On 2/13/17 at approximately 11:54 AM, during a telephone interview, Staff B, RN Unit Charge Nurse, acknowledged recollection of the patient. Staff B stated that she was at the desk completing discharges when she heard a commotion. She stated that she saw the patient and the BHA (Staff A) tangled. She stated that she saw the patient choking the BHA. She explained that she did not touch the patient because she was not trained for de-escalation.


On 2/13/17 at approximately 12:07 PM, interview with Staff D, Unit Nurse Manager was conducted. Staff D acknowledged and confirmed that the unit staff did not respond because they were not trained for de-escalation.

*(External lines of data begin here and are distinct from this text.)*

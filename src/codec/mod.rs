//! Message codec: the tagged-record binary format.
//!
//! This module is pure — it never touches a socket. It provides:
//!
//! - **Typed values**: [`Value`], a recursive sum type over the closed set of
//!   base types and their array counterparts
//! - **Type-word bit layout**: [`BaseType`] / [`FieldType`] encode and decode
//!   the 32-bit tag carried by every field
//! - **Messages**: [`Message`] with `build`, `parse`, and (id, type) lookup

mod message;
mod value;

pub use message::{Field, Message};
pub use value::{bits, BaseType, FieldType, Value};
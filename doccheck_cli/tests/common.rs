use assert_cmd::Command;

pub fn doccheck_cmd() -> Command {
	let mut cmd = Command::cargo_bin("doccheck").expect("doccheck binary builds");
	cmd.env("NO_COLOR", "1");
	cmd
}

/// Write a minimal project: a `doccheck.toml` pointing the interpreter at
/// `cat` (which replays each sample verbatim) and a `docs/` tree for the
/// documentation files.
pub fn write_cat_project(root: &std::path::Path) {
	std::fs::write(
		root.join("doccheck.toml"),
		"[interpreter]\ncommand = [\"cat\"]\n\n[docs]\nlang_root = \"docs/lang\"\nlib_root = \
		 \"docs/lib\"\nlibrary = \"lib.inc\"\n",
	)
	.expect("config written");
	std::fs::create_dir_all(root.join("docs")).expect("docs dir created");
}
use std::path::Path;
use std::path::PathBuf;
use std::time::Duration;

use serde::Deserialize;

use crate::DoccheckError;
use crate::DoccheckResult;

/// Supported config file locations in discovery order (highest precedence
/// first).
pub const CONFIG_FILE_CANDIDATES: [&str; 3] =
	["doccheck.toml", ".doccheck.toml", ".config/doccheck.toml"];

/// Default interpreter invocation: binary path plus fixed flags. The sample
/// path and any library files trail these.
pub const DEFAULT_INTERPRETER_COMMAND: [&str; 3] = ["src/dgdebug", "--quit", "--width=1000"];

/// Documentation tree holding the core language manual.
pub const DEFAULT_LANG_DOCS: &str = "manual/modules/lang";

/// Documentation tree holding the standard library manual; checked with
/// [`DEFAULT_LIBRARY`] appended to the interpreter command.
pub const DEFAULT_LIB_DOCS: &str = "manual/modules/lib";

/// Library file included with every example in the library manual.
pub const DEFAULT_LIBRARY: &str = "stdlib.dg";

/// File extension of documentation files.
pub const DEFAULT_DOC_EXTENSION: &str = "adoc";

/// Extension given to temporary sample files.
pub const DEFAULT_SAMPLE_EXTENSION: &str = "dg";

const DEFAULT_TIMEOUT_MS: u64 = 2000;

/// Configuration loaded from a `doccheck.toml` file.
///
/// ```toml
/// [interpreter]
/// command = ["src/dgdebug", "--quit", "--width=1000"]
/// timeout_ms = 2000
/// sample_extension = "dg"
///
/// [docs]
/// lang_root = "manual/modules/lang"
/// lib_root = "manual/modules/lib"
/// library = "stdlib.dg"
/// extension = "adoc"
///
/// [exclude]
/// patterns = ["drafts/"]
///
/// disable_gitignore = false
/// ```
#[derive(Debug, Default, Deserialize)]
pub struct DoccheckConfig {
	/// How to invoke the interpreter under test.
	#[serde(default)]
	pub interpreter: InterpreterConfig,
	/// Where the documentation trees live.
	#[serde(default)]
	pub docs: DocsConfig,
	/// Exclusion configuration using gitignore-style patterns.
	#[serde(default)]
	pub exclude: ExcludeConfig,
	/// Whether to disable `.gitignore` integration during discovery.
	#[serde(default)]
	pub disable_gitignore: bool,
}

#[derive(Debug, Clone, Deserialize)]
pub struct InterpreterConfig {
	/// Interpreter binary and its fixed flags; the sample path is appended
	/// after these.
	#[serde(default = "default_command")]
	pub command: Vec<String>,
	/// Wall-clock budget for one interpreter session, in milliseconds.
	#[serde(default = "default_timeout_ms")]
	pub timeout_ms: u64,
	/// Extension given to temporary sample files.
	#[serde(default = "default_sample_extension")]
	pub sample_extension: String,
}

impl Default for InterpreterConfig {
	fn default() -> Self {
		Self {
			command: default_command(),
			timeout_ms: default_timeout_ms(),
			sample_extension: default_sample_extension(),
		}
	}
}

impl InterpreterConfig {
	pub fn timeout(&self) -> Duration {
		Duration::from_millis(self.timeout_ms)
	}
}

#[derive(Debug, Clone, Deserialize)]
pub struct DocsConfig {
	/// Root of the language manual, checked with the bare interpreter
	/// command.
	#[serde(default = "default_lang_root")]
	pub lang_root: PathBuf,
	/// Root of the library manual, checked with [`DocsConfig::library`]
	/// appended.
	#[serde(default = "default_lib_root")]
	pub lib_root: PathBuf,
	/// Library file appended when checking the library manual.
	#[serde(default = "default_library")]
	pub library: String,
	/// File extension of documentation files (without the dot).
	#[serde(default = "default_doc_extension")]
	pub extension: String,
}

impl Default for DocsConfig {
	fn default() -> Self {
		Self {
			lang_root: default_lang_root(),
			lib_root: default_lib_root(),
			library: default_library(),
			extension: default_doc_extension(),
		}
	}
}

#[derive(Debug, Clone, Default, Deserialize)]
pub struct ExcludeConfig {
	/// Gitignore-style patterns excluded from documentation discovery.
	#[serde(default)]
	pub patterns: Vec<String>,
}

impl DoccheckConfig {
	/// Load the config from the first candidate file found under `root`.
	/// Returns `None` when no config file exists.
	pub fn load(root: &Path) -> DoccheckResult<Option<Self>> {
		for candidate in CONFIG_FILE_CANDIDATES {
			let path = root.join(candidate);
			if path.is_file() {
				let raw = std::fs::read_to_string(&path)?;
				let config = toml::from_str(&raw)
					.map_err(|err| DoccheckError::ConfigParse(err.to_string()))?;
				return Ok(Some(config));
			}
		}
		Ok(None)
	}

	/// Load the config, falling back to the built-in defaults when no
	/// config file exists.
	pub fn load_or_default(root: &Path) -> DoccheckResult<Self> {
		Ok(Self::load(root)?.unwrap_or_default())
	}
}

fn default_command() -> Vec<String> {
	DEFAULT_INTERPRETER_COMMAND
		.iter()
		.map(ToString::to_string)
		.collect()
}

fn default_timeout_ms() -> u64 {
	DEFAULT_TIMEOUT_MS
}

fn default_sample_extension() -> String {
	DEFAULT_SAMPLE_EXTENSION.to_string()
}

fn default_lang_root() -> PathBuf {
	PathBuf::from(DEFAULT_LANG_DOCS)
}

fn default_lib_root() -> PathBuf {
	PathBuf::from(DEFAULT_LIB_DOCS)
}

fn default_library() -> String {
	DEFAULT_LIBRARY.to_string()
}

fn default_doc_extension() -> String {
	DEFAULT_DOC_EXTENSION.to_string()
}
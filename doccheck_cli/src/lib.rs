use std::path::PathBuf;

use clap::Parser;
use clap::Subcommand;
use clap::ValueEnum;

#[derive(Parser)]
#[command(
	author,
	version,
	about = "Check that the code samples in the documentation behave as documented.",
	long_about = "doccheck scans documentation files for embedded code samples and expected \
	              outputs, executes each sample against the configured language interpreter, and \
	              verifies that actual behavior (success, failure, and literal output) matches \
	              what the documentation claims.\n\nQuick start:\n  doccheck doc            Check \
	              the default documentation roots\n  doccheck doc DIR        Check one \
	              documentation directory\n  doccheck doc DIR LIB    Include a library file with \
	              every sample"
)]
pub struct DoccheckCli {
	#[command(subcommand)]
	pub command: Option<Commands>,

	/// Path to the project root directory (where doccheck.toml and the
	/// default documentation trees live).
	#[arg(long, short, global = true)]
	pub path: Option<PathBuf>,

	/// Enable verbose output.
	#[arg(long, short, global = true, default_value_t = false)]
	pub verbose: bool,

	/// Disable colored output.
	#[arg(long, global = true, default_value_t = false)]
	pub no_color: bool,
}

#[derive(Subcommand)]
pub enum Commands {
	/// Assert that the code blocks in the documentation are valid.
	///
	/// Parses every documentation file into source and output blocks, runs
	/// each executable sample through the interpreter, and reports blocks
	/// whose behavior differs from what the documentation claims: samples
	/// that fail where success is documented (and vice versa), samples that
	/// run past the time budget, and expected-output blocks that no longer
	/// match.
	///
	/// If no directory is specified, the default language and library
	/// manual roots are checked, the latter with the standard library
	/// appended to the interpreter command. Exits with a non-zero status
	/// when any discrepancy is found, which makes this suitable for CI.
	Doc {
		/// Documentation directory to process.
		directory: Option<PathBuf>,

		/// Additional library files to include with all examples.
		library: Vec<PathBuf>,

		/// Output format for check results. Use `text` for the plain
		/// one-line-per-discrepancy listing or `json` for programmatic
		/// consumption.
		#[arg(long, value_enum, default_value_t = OutputFormat::Text)]
		format: OutputFormat,

		/// Watch for file changes and re-run the checks automatically.
		#[arg(long, default_value_t = false)]
		watch: bool,
	},
}

#[derive(Debug, Clone, Copy, ValueEnum)]
pub enum OutputFormat {
	/// Plain text: one `<file>, line <n>: <message>` line per discrepancy.
	Text,
	/// JSON output for programmatic consumption. Each entry includes the
	/// file path, line number, discrepancy kind, and message.
	Json,
}
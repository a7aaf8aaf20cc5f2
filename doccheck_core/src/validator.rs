use std::path::Path;

use similar::ChangeTag;
use similar::TextDiff;

use crate::CodeBlock;
use crate::DoccheckResult;
use crate::Role;
use crate::runner::CompletedRun;
use crate::runner::RunOutcome;
use crate::runner::SampleRunner;

/// The discrepancy taxonomy. Every kind is recorded and reported; none of
/// them aborts the run.
#[derive(Debug, Clone, Copy, PartialEq, Eq)]
#[non_exhaustive]
pub enum BlockErrorKind {
	/// Non-zero interpreter exit where success was expected.
	UnexpectedFailure,
	/// Zero interpreter exit where the block asserted failure.
	UnexpectedSuccess,
	/// The interpreter session ran past its wall-clock budget.
	ExecutionTimeout,
	/// An annotated output block did not equal the captured output.
	OutputMismatch,
	/// An un-annotated output block unexpectedly equaled the captured
	/// output.
	OutputFalsePositive,
}

impl std::fmt::Display for BlockErrorKind {
	fn fmt(&self, f: &mut std::fmt::Formatter<'_>) -> std::fmt::Result {
		match self {
			Self::UnexpectedFailure => write!(f, "unexpected-failure"),
			Self::UnexpectedSuccess => write!(f, "unexpected-success"),
			Self::ExecutionTimeout => write!(f, "execution-timeout"),
			Self::OutputMismatch => write!(f, "output-mismatch"),
			Self::OutputFalsePositive => write!(f, "output-false-positive"),
		}
	}
}

/// One detected discrepancy between the documentation and the interpreter.
///
/// `line_no` is signed: interpreter-reported positions are shifted by the
/// session preamble and can land below zero on malformed reports.
#[derive(Debug, Clone, PartialEq, Eq)]
pub struct BlockError {
	pub file_name: String,
	pub line_no: i64,
	pub kind: BlockErrorKind,
	pub error: String,
}

impl std::fmt::Display for BlockError {
	fn fmt(&self, f: &mut std::fmt::Formatter<'_>) -> std::fmt::Result {
		write!(f, "{}, line {}: {}", self.file_name, self.line_no, self.error)
	}
}

/// Per-file checking state machine.
///
/// Output comparisons are only meaningful under strict in-order execution,
/// so blocks are validated one at a time, each interpreter session
/// finishing before the next block is considered.
pub struct Validator<'r, R: SampleRunner> {
	runner: &'r R,
	interpreter: String,
	previous_output: Option<String>,
}

impl<'r, R: SampleRunner> Validator<'r, R> {
	pub fn new(runner: &'r R) -> Self {
		Self {
			runner,
			interpreter: runner.display_name(),
			previous_output: None,
		}
	}

	/// Check one file's blocks in order, collecting every discrepancy.
	/// Captured-output state never crosses file boundaries.
	pub fn check_blocks(&mut self, blocks: &[CodeBlock]) -> DoccheckResult<Vec<BlockError>> {
		self.previous_output = None;
		let mut errors = Vec::new();
		for block in blocks {
			if block.is_executable() {
				self.run_block(block, &mut errors)?;
			}
			if block.is_output() {
				self.check_output(block, &mut errors);
			}
		}
		Ok(errors)
	}

	fn run_block(&mut self, block: &CodeBlock, errors: &mut Vec<BlockError>) -> DoccheckResult<()> {
		self.previous_output = None;
		let should_error = block.roles.contains(&Role::ShouldError);
		let report = self.runner.run(block)?;
		match report.outcome {
			RunOutcome::Completed(run) => {
				for warning in &run.warnings {
					tracing::warn!(
						file = %block.file_path.display(),
						line = block.line_no,
						"interpreter warning: {warning}"
					);
				}
				if run.return_code != 0 && !should_error {
					errors.push(self.failure_error(block, &report.sample_path, &run));
				} else if run.return_code == 0 && should_error {
					errors.push(BlockError {
						file_name: block.file_path.display().to_string(),
						line_no: block.line_no as i64,
						kind: BlockErrorKind::UnexpectedSuccess,
						error: format!("expected error, but {} succeeded", self.interpreter),
					});
				} else {
					self.previous_output = Some(run.output.join("\n").trim().to_string());
				}
			}
			RunOutcome::TimedOut => {
				if !should_error {
					errors.push(BlockError {
						file_name: block.file_path.display().to_string(),
						line_no: block.line_no as i64,
						kind: BlockErrorKind::ExecutionTimeout,
						error: format!("{} timed out", self.interpreter),
					});
				}
			}
		}
		Ok(())
	}

	/// Build an `UnexpectedFailure`, preferring the interpreter's own
	/// report. Positions inside the temporary sample file are mapped back
	/// to the originating document: the file name is rewritten and the
	/// block's line offset added.
	fn failure_error(
		&self,
		block: &CodeBlock,
		sample_path: &Path,
		run: &CompletedRun,
	) -> BlockError {
		match run.errors.first() {
			Some(reported) => {
				let mut file_name = reported.file.clone();
				let mut line_no = reported.line;
				if Path::new(&file_name) == sample_path {
					file_name = block.file_path.display().to_string();
					line_no += block.line_no as i64;
				}
				BlockError {
					file_name,
					line_no,
					kind: BlockErrorKind::UnexpectedFailure,
					error: reported.message.clone(),
				}
			}
			None => {
				BlockError {
					file_name: block.file_path.display().to_string(),
					line_no: block.line_no as i64,
					kind: BlockErrorKind::UnexpectedFailure,
					error: format!("return code {}", run.return_code),
				}
			}
		}
	}

	fn check_output(&mut self, block: &CodeBlock, errors: &mut Vec<BlockError>) {
		let matches_previous = block.roles.contains(&Role::MatchesPrevious);
		let matches = self.previous_output.as_deref() == Some(block.contents.as_str());
		if matches_previous && !matches {
			errors.push(BlockError {
				file_name: block.file_path.display().to_string(),
				line_no: block.line_no as i64,
				kind: BlockErrorKind::OutputMismatch,
				error: mismatch_message(
					&block.contents,
					self.previous_output.as_deref().unwrap_or_default(),
				),
			});
		}
		if !matches_previous && matches {
			errors.push(BlockError {
				file_name: block.file_path.display().to_string(),
				line_no: block.line_no as i64,
				kind: BlockErrorKind::OutputFalsePositive,
				error: "output matches previous: add a .matches-previous annotation to the block \
				        if this is expected"
					.to_string(),
			});
		}
	}
}

/// Render the expected/actual divergence as an indented line diff.
fn mismatch_message(expected: &str, actual: &str) -> String {
	let diff = TextDiff::from_lines(expected, actual);
	let mut lines = Vec::new();
	for change in diff.iter_all_changes() {
		let sign = match change.tag() {
			ChangeTag::Delete => '-',
			ChangeTag::Insert => '+',
			ChangeTag::Equal => ' ',
		};
		lines.push(format!("{sign} {}", change.value().trim_end()));
	}
	format!("output does not match:\n {}", lines.join("\n "))
}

Review of the Code Assist 13 Log from January 2017 through February 14, 2017 documentation identified Patient #1 had Assist 13 codes called with entries on 1/19/17 at approximately 4:05 PM, and on 1/20/17 at approximately 4:53 PM.
There was no documentation that debriefing was conducted as required by the facility's protocol.

Review of facility's Assist-13 (Behavioral Health Rapid Response) protocol, effective date 1/13/17, stated that a post incident debriefing of the situation with all Team members will be conducted by the Team Leader to determine the root cause of the escalation and determine opportunities for improvement.


During interview with Staff F, Quality Staff on 1/13/17 AM, Staff F acknowledged that there were no debriefings conducted for Assist 13 codes called on 1/19 and 1/20/17 for Patient #1.

Review of the De-escalation Training Record/Attendance Sheet from January 14, through February 8, 2017, indicated that Tower 8 Unit Staff (including Staff A, B, C, D, and E) did not receive training on de-escalation techniques.